== Supplied information

//! Generate Fortran 2003 `ISO_C_BINDING` interfaces from C declarations.
//!
//! C declarations are described by a [`DeclTree`], produced by the libclang
//! front end in [`loader`] (feature `loader`) or read back with
//! [`model::load`]. [`emit::emit`] then writes one Fortran unit per
//! declaration, in source order:
//!
//! ```
//! use c2fortran::{CType, Decl, DeclTree, FunctionDecl};
//!
//! let tree = DeclTree {
//!     path: "add.c".into(),
//!     decls: vec![Decl::Function(
//!         FunctionDecl::new("add", CType::integer("int"))
//!             .with_param(Some("a"), CType::integer("int"))
//!             .with_param(Some("b"), CType::integer("int")),
//!     )],
//! };
//!
//! let mut out = Vec::new();
//! c2fortran::emit::emit(&tree, &mut out).unwrap();
//! assert!(String::from_utf8(out).unwrap().starts_with("integer(c_int) FUNCTION add(a, b) bind (C)\n"));
//! ```

mod decl;
pub mod emit;
mod function;
#[cfg(feature = "loader")]
pub mod loader;
pub mod model;
mod record;
mod typ;

pub use decl::Decl;
pub use decl::DeclTree;
pub use decl::FieldDecl;
pub use decl::FunctionDecl;
pub use decl::NamingMode;
pub use decl::ParamDecl;
pub use decl::RecordDecl;
pub use decl::RecordKind;
pub use emit::Unit;
pub use function::param_name;
pub use function::FunctionFormatter;
pub use function::BODY_MARKER;
pub use record::RecordFormatter;
pub use record::RecordTranslation;
pub use typ::CType;
pub use typ::CTypeKind;
pub use typ::NOT_YET_IMPLEMENTED;
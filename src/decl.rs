//! C declaration types
//!
//! These are produced by a C front end (see the `loader` feature) or read
//! back from a saved model, and are only ever read by the formatters.

use crate::typ::CType;

use std::path::PathBuf;

use serde::Deserialize;
use serde::Serialize;

/// A field of a struct or union
#[derive(Debug, Clone, PartialEq, Serialize, Deserialize)]
pub struct FieldDecl {
    /// Field name, empty for unnamed fields
    pub name: String,

    /// Field type
    pub ty: CType,
}

/// Whether a record was declared with `struct` or `union`
#[derive(Debug, Copy, Clone, PartialEq, Eq, Serialize, Deserialize)]
pub enum RecordKind {
    Struct,
    Union,
}

/// How a record can be referred to
///
/// `IdOnly` means the record has its own identifier (`struct Point`),
/// `TagOnly` means it is only reachable through a typedef.
#[derive(Debug, Copy, Clone, PartialEq, Eq, Hash, Serialize, Deserialize)]
pub enum NamingMode {
    Anonymous,
    IdOnly,
    TagOnly,
    IdAndTag,
}

impl Default for NamingMode {
    fn default() -> Self {
        NamingMode::Anonymous
    }
}

impl NamingMode {
    /// Mode after `requested` is applied on top of `self`
    ///
    /// `IdOnly` and `TagOnly` merge into `IdAndTag` in either order, any
    /// other request replaces the current mode.
    ///
    /// ```
    /// use c2fortran::NamingMode;
    ///
    /// assert_eq!(NamingMode::IdOnly.combine(NamingMode::TagOnly), NamingMode::IdAndTag);
    /// assert_eq!(NamingMode::TagOnly.combine(NamingMode::IdOnly), NamingMode::IdAndTag);
    /// assert_eq!(NamingMode::IdAndTag.combine(NamingMode::Anonymous), NamingMode::Anonymous);
    /// ```
    pub fn combine(self, requested: NamingMode) -> NamingMode {
        match (self, requested) {
            (NamingMode::IdOnly, NamingMode::TagOnly)
            | (NamingMode::TagOnly, NamingMode::IdOnly) => NamingMode::IdAndTag,
            (_, requested) => requested,
        }
    }

    /// Whether a record in this mode has a name usable for a derived type
    pub fn has_id(self) -> bool {
        match self {
            NamingMode::IdOnly | NamingMode::IdAndTag => true,
            NamingMode::Anonymous | NamingMode::TagOnly => false,
        }
    }
}

/// A struct or union declaration
#[derive(Debug, Clone, PartialEq, Serialize, Deserialize)]
pub struct RecordDecl {
    /// Record identifier (`Point` in `struct Point`)
    pub name: Option<String>,

    /// Typedef name aliasing this record
    pub tag: Option<String>,

    pub kind: RecordKind,

    /// Fields in source order
    pub fields: Vec<FieldDecl>,

    pub naming_mode: NamingMode,
}

impl RecordDecl {
    /// A record with no fields in `Anonymous` mode
    pub fn new(kind: RecordKind, name: Option<String>) -> Self {
        RecordDecl {
            name,
            tag: None,
            kind,
            fields: Vec::new(),
            naming_mode: NamingMode::default(),
        }
    }

    pub fn with_field(mut self, name: impl Into<String>, ty: CType) -> Self {
        self.fields.push(FieldDecl {
            name: name.into(),
            ty,
        });
        self
    }

    /// Record that a typedef aliases this record
    pub fn with_tag(mut self, tag: impl Into<String>) -> Self {
        self.tag = Some(tag.into());
        self.naming_mode = self.naming_mode.combine(NamingMode::TagOnly);
        self
    }

    /// Identifier, if the record has a non-empty one
    pub fn id(&self) -> Option<&str> {
        self.name.as_deref().filter(|name| !name.is_empty())
    }
}

/// A function parameter
#[derive(Debug, Clone, PartialEq, Serialize, Deserialize)]
pub struct ParamDecl {
    /// Parameter name, `None` (or empty) when omitted in the source
    pub name: Option<String>,

    pub ty: CType,
}

/// A function declaration or definition
#[derive(Debug, Clone, PartialEq, Serialize, Deserialize)]
pub struct FunctionDecl {
    pub name: String,

    pub return_type: CType,

    /// Parameters in source order
    pub params: Vec<ParamDecl>,

    /// Raw source text of the body, braces included, for definitions
    pub body: Option<String>,
}

impl FunctionDecl {
    /// A prototype with no parameters
    pub fn new(name: impl Into<String>, return_type: CType) -> Self {
        FunctionDecl {
            name: name.into(),
            return_type,
            params: Vec::new(),
            body: None,
        }
    }

    pub fn with_param(mut self, name: Option<&str>, ty: CType) -> Self {
        self.params.push(ParamDecl {
            name: name.map(str::to_owned),
            ty,
        });
        self
    }

    pub fn with_body(mut self, body: impl Into<String>) -> Self {
        self.body = Some(body.into());
        self
    }
}

/// A top-level C declaration
#[derive(Debug, Clone, PartialEq, Serialize, Deserialize)]
pub enum Decl {
    Function(FunctionDecl),
    Record(RecordDecl),
    Typedef {
        name: String,
        underlying: CType,
    },
    Variable {
        name: String,
        ty: CType,
    },
    Enum {
        name: Option<String>,
    },
    /// Any declaration kind without a dedicated variant
    Other {
        /// Front end's name for the declaration kind
        kind: String,
    },
}

/// Top-level declarations of one C translation unit, in source order
#[derive(Debug, Clone, PartialEq, Serialize, Deserialize)]
pub struct DeclTree {
    /// Path of the C source file
    pub path: PathBuf,

    pub decls: Vec<Decl>,
}
//! Numerical solvers for the powercurve workspace.

pub mod equation;
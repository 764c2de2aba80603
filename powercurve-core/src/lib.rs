//! Core traits for the powercurve workspace.
//!
//! These abstractions sit between numeric solvers and the physical models
//! they drive:
//!
//! - [`Model`] maps a typed input to a typed output
//! - [`Snapshot`] captures one input/output pair from a model call
//! - [`EquationProblem`] turns solver variables into model inputs and model
//!   outputs into residuals
//! - [`Observer`] receives solver events and may steer the iteration

mod model;
mod observer;
mod problem;

pub use model::{Model, Snapshot};
pub use observer::Observer;
pub use problem::EquationProblem;
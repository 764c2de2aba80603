//! Typed access to numbered JSON fields.

use serde_json::{Map, Value};

use super::DescriptionError;

pub(crate) type Object = Map<String, Value>;

/// A JSON object together with its dotted path, for error messages.
#[derive(Clone, Copy)]
pub(crate) struct Section<'a> {
    pub(crate) path: &'a str,
    pub(crate) map: &'a Object,
}

impl<'a> Section<'a> {
    pub(crate) fn new(path: &'a str, map: &'a Object) -> Self {
        Self { path, map }
    }

    pub(crate) fn contains(&self, key: &str) -> bool {
        !matches!(self.map.get(key), None | Some(Value::Null))
    }

    pub(crate) fn number(&self, key: &str) -> Result<Option<f64>, DescriptionError> {
        match self.map.get(key) {
            None | Some(Value::Null) => Ok(None),
            Some(Value::Number(n)) => Ok(n.as_f64()),
            Some(other) => Err(self.wrong_type(key, "a number", other)),
        }
    }

    pub(crate) fn flag(&self, key: &str) -> Result<Option<bool>, DescriptionError> {
        match self.map.get(key) {
            None | Some(Value::Null) => Ok(None),
            Some(Value::Bool(b)) => Ok(Some(*b)),
            Some(other) => Err(self.wrong_type(key, "a boolean", other)),
        }
    }

    pub(crate) fn text(&self, key: &str) -> Result<Option<&'a str>, DescriptionError> {
        match self.map.get(key) {
            None | Some(Value::Null) => Ok(None),
            Some(Value::String(s)) => Ok(Some(s.as_str())),
            Some(other) => Err(self.wrong_type(key, "a string", other)),
        }
    }

    pub(crate) fn object(&self, key: &str) -> Result<Option<&'a Object>, DescriptionError> {
        match self.map.get(key) {
            None | Some(Value::Null) => Ok(None),
            Some(Value::Object(map)) => Ok(Some(map)),
            Some(other) => Err(self.wrong_type(key, "an object", other)),
        }
    }

    /// Returns `(index, key)` for every key of the form `{prefix}{digits}`,
    /// sorted by index.
    pub(crate) fn indexed_keys(&self, prefix: &str) -> Vec<(usize, &'a str)> {
        indexed_keys(self.map, prefix)
    }

    pub(crate) fn child_path(&self, key: &str) -> String {
        if self.path.is_empty() {
            key.to_owned()
        } else {
            format!("{}.{key}", self.path)
        }
    }

    fn wrong_type(&self, key: &str, expected: &'static str, found: &Value) -> DescriptionError {
        DescriptionError::WrongType {
            field: self.child_path(key),
            expected,
            found: json_kind(found),
        }
    }
}

pub(crate) fn indexed_keys<'a>(map: &'a Object, prefix: &str) -> Vec<(usize, &'a str)> {
    let mut keys: Vec<_> = map
        .keys()
        .filter_map(|key| {
            let index = key.strip_prefix(prefix)?;
            if index.is_empty() || !index.bytes().all(|b| b.is_ascii_digit()) {
                return None;
            }
            Some((index.parse().ok()?, key.as_str()))
        })
        .collect();
    keys.sort_unstable();
    keys
}

fn json_kind(value: &Value) -> &'static str {
    match value {
        Value::Null => "null",
        Value::Bool(_) => "a boolean",
        Value::Number(_) => "a number",
        Value::String(_) => "a string",
        Value::Array(_) => "an array",
        Value::Object(_) => "an object",
    }
}
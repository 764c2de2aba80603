/// Watches a running solver and optionally asks it to change course.
///
/// Each call to [`Observer::observe`] receives one solver-specific event.
/// Returning `Some(action)` hands a control action back to the solver,
/// returning `None` lets it carry on.
///
/// Any `FnMut(&E) -> Option<A>` closure is an observer, and `()` is the
/// observer that never intervenes.
pub trait Observer<E, A> {
    /// Observes a solver event and optionally returns a control action.
    fn observe(&mut self, event: &E) -> Option<A>;
}

impl<E, A, F> Observer<E, A> for F
where
    F: FnMut(&E) -> Option<A>,
{
    fn observe(&mut self, event: &E) -> Option<A> {
        self(event)
    }
}

impl<E, A> Observer<E, A> for () {
    fn observe(&mut self, _event: &E) -> Option<A> {
        None
    }
}

#[cfg(test)]
mod tests {
    use super::*;

    #[test]
    fn unit_observer_never_acts() {
        let mut observer = ();
        let action: Option<u8> = observer.observe(&42_i32);
        assert!(action.is_none());
    }

    #[test]
    fn closure_observer_sees_every_event() {
        let mut seen = Vec::new();
        let mut observer = |event: &i32| {
            seen.push(*event);
            (*event > 1).then_some("stop")
        };

        assert_eq!(observer.observe(&1), None);
        assert_eq!(observer.observe(&2), Some("stop"));
        assert_eq!(seen, vec![1, 2]);
    }
}
/// Configuration for the Newton solver.
///
/// The derivative is estimated with a forward difference of width
/// `derivative_step`. Iteration stops once a correction is smaller than
/// `x_abs_tol`, or as soon as the derivative magnitude drops below
/// `derivative_floor`.
#[derive(Debug, Clone, Copy, PartialEq)]
pub struct Config {
    pub max_iters: usize,
    pub derivative_step: f64,
    pub x_abs_tol: f64,
    pub derivative_floor: f64,
}

impl Default for Config {
    fn default() -> Self {
        Self {
            max_iters: 10,
            derivative_step: 1e-4,
            x_abs_tol: 1e-4,
            derivative_floor: 1e-10,
        }
    }
}

impl Config {
    /// Uses `tolerance` both as the convergence threshold and as the
    /// finite-difference step.
    #[must_use]
    pub fn with_tolerance(tolerance: f64) -> Self {
        Self {
            derivative_step: tolerance,
            x_abs_tol: tolerance,
            ..Self::default()
        }
    }

    /// Validates that the step is positive and the tolerances are usable.
    ///
    /// # Errors
    ///
    /// Returns a static reason if any field is out of range.
    pub fn validate(&self) -> Result<(), &'static str> {
        if !self.derivative_step.is_finite() || self.derivative_step <= 0.0 {
            return Err("derivative_step must be finite and positive");
        }
        if !self.x_abs_tol.is_finite() || self.x_abs_tol < 0.0 {
            return Err("x_abs_tol must be finite and non-negative");
        }
        if !self.derivative_floor.is_finite() || self.derivative_floor < 0.0 {
            return Err("derivative_floor must be finite and non-negative");
        }
        Ok(())
    }
}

====

In the entries above, identify every line with the word "unwrap". Copy those lines.

//! c2fortran::emit::emit(&tree, &mut out).unwrap();
//! assert!(String::from_utf8(out).unwrap().starts_with("integer(c_int) FUNCTION add(a, b) bind (C)\n"));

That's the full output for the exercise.